Meinung

Sarrazin und die SPD

Renée Röske, Vorsitzende des Arbeitskreises jüdischer Sozialdemokraten Foto: Evonik Industries AG

Die SPD-Spitze versucht zum dritten Mal, den umstrittenen Autor und früheren Politiker Thilo Sarrazin aus der Partei auszuschließen. Sarrazins Thesen seien nicht mit den Grundsätzen der SPD vereinbar, und er füge der Partei »schweren Schaden« zu, heißt es.

Dabei fällt es in Zeiten der AfD auch einem Thilo Sarrazin nicht so leicht, rassistisch aufzufallen. Schon seit ein paar Jahren ist der ehemalige Berliner Finanzsenator ein Vorkämpfer gegen die »kulturfremde Einwanderung im Übermaß« und ruft dazu auf, »unser Gesellschaftsmodell vor äußerer Bedrohung« zu schützen.

GENE Sarrazin wird auch nicht müde zu erklären, wer welche Gene hat und welche Gefahr von welcher genetischen Gruppe ausgehe. Wir Jüdinnen und Juden haben nach Sarrazins Worten alle das gleiche Gen. Wegen der Musliminnen und Muslime aber schaffe Deutschland sich ab.

Thilo Sarrazin liefert einfache Antworten auf komplexe Fragen.

Thilo Sarrazin liefert einfache Antworten auf komplexe Fragen: Man greift einfach die Schlauchboote mit den Flüchtlingen im Mittelmeer auf. Man setzt sie irgendwo an der afrikanischen Küste ab und zerstört dann die Schlauchboote. Danach wird kein Flüchtling mehr kommen. Pippi Langstrumpfs Welt mag so funktionieren, aber nicht Völkerrecht und bilaterale Staatenabkommen.

Es gibt kein einfaches Konzept, um Sarrazin aus der Partei auszuschließen. Die Hürden sind laut dem Parteiengesetz sehr hoch. Wer schon einmal in einer Partei für ein Mandat angetreten ist, weiß, warum man die Politik als »Haifischbecken« tituliert. Mit Hinblick auf die deutsche Vergangenheit will man es so schwer wie möglich machen, politische Gegenspieler aus dem Weg zu räumen. Antisemitische Äußerungen reichen nicht, sie müssen »parteischädigend« sein, sonst könnten sie von der Meinungsfreiheit gedeckt sein.

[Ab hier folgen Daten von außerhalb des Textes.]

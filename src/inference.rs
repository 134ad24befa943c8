//! Type inference over sampled column values.
//!
//! Detectors run in a fixed priority order, most specific first. Each detector
//! reports the ratio of sampled values matching its pattern; the first one to
//! clear its acceptance threshold wins and the ratio becomes the column's
//! confidence. `string` is the universal fallback. The pass is fully
//! deterministic: no randomness, no wall-clock reads.

use crate::profile::ColumnType;
use chrono::{DateTime, NaiveDate, NaiveDateTime};
use once_cell::sync::Lazy;
use regex::Regex;
use serde_json::Value;
use std::borrow::Cow;

/// Winning type and its match ratio
#[derive(Debug, Clone, Copy, PartialEq)]
pub struct TypeInference {
    pub column_type: ColumnType,
    pub confidence: f64,
}

static UUID_RE: Lazy<Regex> = Lazy::new(|| {
    Regex::new(r"^[0-9a-fA-F]{8}-[0-9a-fA-F]{4}-[0-9a-fA-F]{4}-[0-9a-fA-F]{4}-[0-9a-fA-F]{12}$")
        .expect("valid regex")
});

static EMAIL_RE: Lazy<Regex> =
    Lazy::new(|| Regex::new(r"^[^\s@]+@[^\s@]+\.[^\s@]+$").expect("valid regex"));

static IP_RE: Lazy<Regex> = Lazy::new(|| {
    Regex::new(r"^(?:(?:25[0-5]|2[0-4][0-9]|[01]?[0-9][0-9]?)\.){3}(?:25[0-5]|2[0-4][0-9]|[01]?[0-9][0-9]?)$")
        .expect("valid regex")
});

static URL_RE: Lazy<Regex> =
    Lazy::new(|| Regex::new(r"^[a-zA-Z][a-zA-Z0-9+.-]*://\S+$").expect("valid regex"));

static GEO_RE: Lazy<Regex> = Lazy::new(|| {
    Regex::new(r"^[-+]?\d{1,2}(\.\d+)?,\s*[-+]?\d{1,3}(\.\d+)?$").expect("valid regex")
});

const CURRENCY_SYMBOLS: [char; 4] = ['$', '€', '£', '¥'];

struct Detector {
    column_type: ColumnType,
    threshold: f64,
    matches: fn(&str) -> bool,
}

/// Priority order is load-bearing: when two detectors would both clear their
/// threshold, the earlier entry wins. The numeric family sits between date and
/// json; rating requires every sampled value in range.
static DETECTORS: [Detector; 12] = [
    Detector { column_type: ColumnType::Uuid, threshold: 0.98, matches: is_uuid },
    Detector { column_type: ColumnType::Email, threshold: 0.95, matches: is_email },
    Detector { column_type: ColumnType::Ip, threshold: 0.98, matches: is_ip },
    Detector { column_type: ColumnType::Url, threshold: 0.95, matches: is_url },
    Detector { column_type: ColumnType::Phone, threshold: 0.90, matches: is_phone },
    Detector { column_type: ColumnType::Date, threshold: 0.90, matches: is_date_like },
    Detector { column_type: ColumnType::Currency, threshold: 0.90, matches: is_currency },
    Detector { column_type: ColumnType::Percentage, threshold: 0.90, matches: is_percentage },
    Detector { column_type: ColumnType::Rating, threshold: 1.0, matches: is_rating },
    Detector { column_type: ColumnType::Number, threshold: 0.90, matches: is_number },
    Detector { column_type: ColumnType::Json, threshold: 0.90, matches: is_json },
    Detector { column_type: ColumnType::Geo, threshold: 0.95, matches: is_geo },
];

/// Infer the semantic type of a column from its non-null values.
///
/// Sampling is capped at the first `sample_size` values.
pub fn infer(values: &[Value], sample_size: usize) -> TypeInference {
    let sample: Vec<Cow<'_, str>> = values.iter().take(sample_size).map(render).collect();

    if sample.is_empty() {
        return TypeInference {
            column_type: ColumnType::String,
            confidence: 1.0,
        };
    }

    for detector in DETECTORS.iter() {
        let matched = sample.iter().filter(|v| (detector.matches)(v)).count();
        let ratio = matched as f64 / sample.len() as f64;
        if ratio >= detector.threshold {
            let column_type = match detector.column_type {
                ColumnType::Date => date_or_timestamp(&sample),
                other => other,
            };
            return TypeInference {
                column_type,
                confidence: ratio,
            };
        }
    }

    TypeInference {
        column_type: ColumnType::String,
        confidence: 1.0,
    }
}

/// Re-validation matcher for a winning type, used by the consistency pass
pub fn matches_type(column_type: ColumnType, raw: &str) -> bool {
    match column_type {
        ColumnType::Uuid => is_uuid(raw),
        ColumnType::Email => is_email(raw),
        ColumnType::Ip => is_ip(raw),
        ColumnType::Url => is_url(raw),
        ColumnType::Phone => is_phone(raw),
        ColumnType::Date | ColumnType::Timestamp => is_date_like(raw),
        ColumnType::Currency => is_currency(raw),
        ColumnType::Percentage => is_percentage(raw),
        ColumnType::Rating => is_rating(raw),
        ColumnType::Number => is_number(raw),
        ColumnType::Json => is_json(raw),
        ColumnType::Geo => is_geo(raw),
        ColumnType::String => true,
    }
}

/// Fraction of values that re-validate against the inferred type, in [0, 1]
pub fn consistency_ratio(column_type: ColumnType, values: &[Value]) -> f64 {
    if values.is_empty() {
        return 1.0;
    }
    let matched = values
        .iter()
        .filter(|v| matches_type(column_type, &render(v)))
        .count();
    matched as f64 / values.len() as f64
}

/// Render a raw cell for pattern matching
pub fn render(value: &Value) -> Cow<'_, str> {
    match value {
        Value::String(s) => Cow::Borrowed(s.as_str()),
        Value::Bool(true) => Cow::Borrowed("true"),
        Value::Bool(false) => Cow::Borrowed("false"),
        Value::Number(n) => Cow::Owned(n.to_string()),
        other => Cow::Owned(other.to_string()),
    }
}

fn date_or_timestamp(sample: &[Cow<'_, str>]) -> ColumnType {
    let has_time = sample
        .iter()
        .any(|v| matches!(date_kind(v), Some(DateKind::Timestamp)));
    if has_time {
        ColumnType::Timestamp
    } else {
        ColumnType::Date
    }
}

enum DateKind {
    Date,
    Timestamp,
}

const DATETIME_FORMATS: [&str; 4] = [
    "%Y-%m-%dT%H:%M:%S%.f",
    "%Y-%m-%d %H:%M:%S%.f",
    "%Y-%m-%d %H:%M",
    "%m/%d/%Y %H:%M:%S",
];

const DATE_FORMATS: [&str; 6] = [
    "%Y-%m-%d",
    "%Y/%m/%d",
    "%m/%d/%Y",
    "%m-%d-%Y",
    "%d.%m.%Y",
    "%b %d, %Y",
];

fn date_kind(raw: &str) -> Option<DateKind> {
    let raw = raw.trim();
    if DateTime::parse_from_rfc3339(raw).is_ok() {
        return Some(DateKind::Timestamp);
    }
    for format in DATETIME_FORMATS {
        if NaiveDateTime::parse_from_str(raw, format).is_ok() {
            return Some(DateKind::Timestamp);
        }
    }
    for format in DATE_FORMATS {
        if NaiveDate::parse_from_str(raw, format).is_ok() {
            return Some(DateKind::Date);
        }
    }
    None
}

fn is_uuid(raw: &str) -> bool {
    UUID_RE.is_match(raw.trim())
}

fn is_email(raw: &str) -> bool {
    EMAIL_RE.is_match(raw.trim())
}

fn is_ip(raw: &str) -> bool {
    IP_RE.is_match(raw.trim())
}

fn is_url(raw: &str) -> bool {
    URL_RE.is_match(raw.trim())
}

/// Digits with common separators, 7-15 digits total, optional leading +
fn is_phone(raw: &str) -> bool {
    let raw = raw.trim();
    if raw.is_empty() {
        return false;
    }
    for (i, c) in raw.char_indices() {
        let separator = matches!(c, ' ' | '-' | '.' | '(' | ')');
        let plus = c == '+' && i == 0;
        if !c.is_ascii_digit() && !separator && !plus {
            return false;
        }
    }
    let digits = raw.chars().filter(|c| c.is_ascii_digit()).count();
    (7..=15).contains(&digits)
}

fn is_date_like(raw: &str) -> bool {
    date_kind(raw).is_some()
}

fn is_currency(raw: &str) -> bool {
    let raw = raw.trim();
    raw.contains(&CURRENCY_SYMBOLS[..]) && crate::stats::parse_numeric(raw).is_some()
}

fn is_percentage(raw: &str) -> bool {
    let raw = raw.trim();
    raw.ends_with('%') && crate::stats::parse_numeric(raw).is_some()
}

fn is_rating(raw: &str) -> bool {
    match strict_number(raw) {
        Some(n) => (0.0..=5.0).contains(&n),
        None => false,
    }
}

fn is_number(raw: &str) -> bool {
    strict_number(raw).is_some()
}

fn is_json(raw: &str) -> bool {
    serde_json::from_str::<Value>(raw).is_ok()
}

fn is_geo(raw: &str) -> bool {
    GEO_RE.is_match(raw.trim())
}

fn strict_number(raw: &str) -> Option<f64> {
    raw.trim().parse::<f64>().ok().filter(|n| n.is_finite())
}
//! Deterministic recommendation rules and record-category suggestions

use crate::profile::{
    Anomaly, AnomalyKind, CategorySuggestion, ColumnProfile, ColumnType, Recommendation,
    RecommendationCategory, Severity,
};
use std::collections::BTreeMap;

/// Count of columns per inferred type
pub fn type_histogram(columns: &[ColumnProfile]) -> BTreeMap<ColumnType, usize> {
    let mut histogram = BTreeMap::new();
    for column in columns {
        *histogram.entry(column.inferred_type).or_insert(0) += 1;
    }
    histogram
}

/// Map anomalies and the inferred-type histogram to a ranked action list.
///
/// Anomaly-driven entries are bucketed by severity (high, medium, low), the
/// histogram-driven suggestions come after all of them; within a bucket the
/// discovery order is kept. The final priority is the 1..N rank.
pub fn recommend(anomalies: &[Anomaly], columns: &[ColumnProfile]) -> Vec<Recommendation> {
    let mut staged: Vec<(usize, RecommendationCategory, String, String)> = Vec::new();

    for anomaly in anomalies {
        let bucket = match anomaly.severity {
            Severity::High => 1,
            Severity::Medium => 2,
            Severity::Low => 3,
        };
        let column = anomaly.column.as_deref().unwrap_or("");
        let (category, action, impact) = match anomaly.kind {
            AnomalyKind::DuplicateRows => (
                RecommendationCategory::DataQuality,
                format!(
                    "Deduplicate {} repeated rows before creating records",
                    anomaly.affected_row_count
                ),
                "Prevents double-created records and inflated counts".to_string(),
            ),
            AnomalyKind::HighMissingness => (
                RecommendationCategory::DataQuality,
                format!(
                    "Backfill or drop column '{}' ({} empty cells)",
                    column, anomaly.affected_row_count
                ),
                format!("Raises completeness of '{}'", column),
            ),
            AnomalyKind::StatisticalOutliers => (
                RecommendationCategory::DataQuality,
                format!(
                    "Review {} outlier values in column '{}'",
                    anomaly.affected_row_count, column
                ),
                "Keeps aggregate statistics representative".to_string(),
            ),
            AnomalyKind::TypeAmbiguity => (
                RecommendationCategory::SchemaConsistency,
                format!("Declare an explicit type for column '{}'", column),
                "Stabilizes schema inference across uploads".to_string(),
            ),
        };
        staged.push((bucket, category, action, impact));
    }

    staged.extend(histogram_suggestions(columns));

    // Stable sort keeps discovery order within a bucket
    staged.sort_by_key(|(bucket, _, _, _)| *bucket);

    staged
        .into_iter()
        .enumerate()
        .map(|(i, (_, category, action, expected_impact))| Recommendation {
            category,
            priority: i + 1,
            action,
            expected_impact,
        })
        .collect()
}

/// Suggestions derived from the inferred-type histogram rather than anomalies
fn histogram_suggestions(
    columns: &[ColumnProfile],
) -> Vec<(usize, RecommendationCategory, String, String)> {
    const HISTOGRAM_BUCKET: usize = 4;
    let mut suggestions = Vec::new();

    let date_columns = columns_of(
        columns,
        &[ColumnType::Date, ColumnType::Timestamp],
    );
    if date_columns.len() >= 2 {
        suggestions.push((
            HISTOGRAM_BUCKET,
            RecommendationCategory::SchemaConsistency,
            format!(
                "Confirm a canonical date format across columns {}",
                quote_list(&date_columns)
            ),
            "Avoids mixed date interpretations at import".to_string(),
        ));
    }

    let id_columns = columns_of(columns, &[ColumnType::Uuid]);
    if !id_columns.is_empty() {
        suggestions.push((
            HISTOGRAM_BUCKET,
            RecommendationCategory::Performance,
            format!(
                "Index identifier column {} before bulk import",
                quote_list(&id_columns)
            ),
            "Speeds up lookups on imported records".to_string(),
        ));
    }

    let contact_columns = columns_of(columns, &[ColumnType::Email, ColumnType::Phone]);
    if !contact_columns.is_empty() {
        suggestions.push((
            HISTOGRAM_BUCKET,
            RecommendationCategory::Security,
            format!(
                "Protect contact column {} with encryption at rest",
                quote_list(&contact_columns)
            ),
            "Reduces exposure of personal data".to_string(),
        ));
    }

    suggestions
}

/// Rank the record categories the dataset appears to belong to.
///
/// Confidence is the fraction of columns supporting the category; ties are
/// broken by category name so the ordering is total.
pub fn suggest_categories(columns: &[ColumnProfile]) -> Vec<CategorySuggestion> {
    const GROUPS: [(&str, &[ColumnType]); 5] = [
        ("Contact Information", &[ColumnType::Email, ColumnType::Phone]),
        ("Temporal Records", &[ColumnType::Date, ColumnType::Timestamp]),
        ("Financial Records", &[ColumnType::Currency]),
        ("Location Data", &[ColumnType::Geo]),
        (
            "Technical Identifiers",
            &[ColumnType::Uuid, ColumnType::Ip, ColumnType::Url],
        ),
    ];

    if columns.is_empty() {
        return Vec::new();
    }

    let mut suggestions: Vec<CategorySuggestion> = GROUPS
        .iter()
        .filter_map(|(category, types)| {
            let source_columns = columns_of(columns, types);
            if source_columns.is_empty() {
                return None;
            }
            Some(CategorySuggestion {
                category: category.to_string(),
                confidence: source_columns.len() as f64 / columns.len() as f64,
                source_columns,
            })
        })
        .collect();

    suggestions.sort_by(|a, b| {
        b.confidence
            .total_cmp(&a.confidence)
            .then_with(|| a.category.cmp(&b.category))
    });
    suggestions
}

fn columns_of(columns: &[ColumnProfile], types: &[ColumnType]) -> Vec<String> {
    columns
        .iter()
        .filter(|c| types.contains(&c.inferred_type))
        .map(|c| c.name.clone())
        .collect()
}

fn quote_list(names: &[String]) -> String {
    names
        .iter()
        .map(|n| format!("'{}'", n))
        .collect::<Vec<_>>()
        .join(", ")
}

Wir Juden haben nach Sarrazin alle das gleiche Gen. Wegen der Muslime aber schaffe Deutschland sich ab.

Würde niemand mehr Thilo Sarrazins Buch kaufen, könnte er aus seinem Parteiausschlussverfahren keinen Profit mehr schlagen und würde wahrscheinlich freiwillig die Partei verlassen. Darauf können wir aber nicht bauen, denn sein neues Buch führte im Herbst 2018 die Bestsellerlisten an.

Lars Klingbeil, SPD Generalsekretär, hat Thilo Sarrazin als »verbitterten Mann« bezeichnet. Warum kann man ihn als solchen nicht einfach ignorieren?

volkspartei Die SPD ist die einzige deutsche Volkspartei, die es bereits seit mehr als 150 Jahren gibt. Sie ist auch die einzige Partei, deren Abgeordnete gegen die NSDAP aufgestanden sind und deren Mitglieder aufgrund ihrer Parteizugehörigkeit verfolgt wurden. Und von so einer Partei erwarten deren Mitglieder – und das erwarte auch ich –, dass sie »verbitterten« rassistischen Personen deutlich den Weg zur Tür zeigt.

Als Vorsitzende des Arbeitskreises jüdischer Sozialdemokratinnen und Sozialdemokraten erwarte ich, dass wir bis zur letzten Instanz gehen, um Thilo Sarrazin, aber auch seinen Anhängern zu zeigen, dass wir Rassismus nicht akzeptieren. Auch die Gefahr, vor Partei- und staatlichen Gerichten zu verlieren, darf kein Grund sein, es nicht wenigstens zu versuchen.

Die vergangenen Jahre haben gezeigt, dass es im Fall Sarrazin zu keiner Läuterung kam. Ich gehe davon aus, dass es sein Treiben in den letzten sieben Jahren und sein neues Buch im Verfahren einfacher machen nachzuweisen, dass Sarrazin nachhaltig der Partei schadet. Und damit auch unserem Arbeitskreis.

Renée Röske ist Bundesvorsitzende des Arbeitskreises jüdischer Sozialdemokratinnen und Sozialdemokraten sowie Landesvorsitzende Berlin-Brandenburg.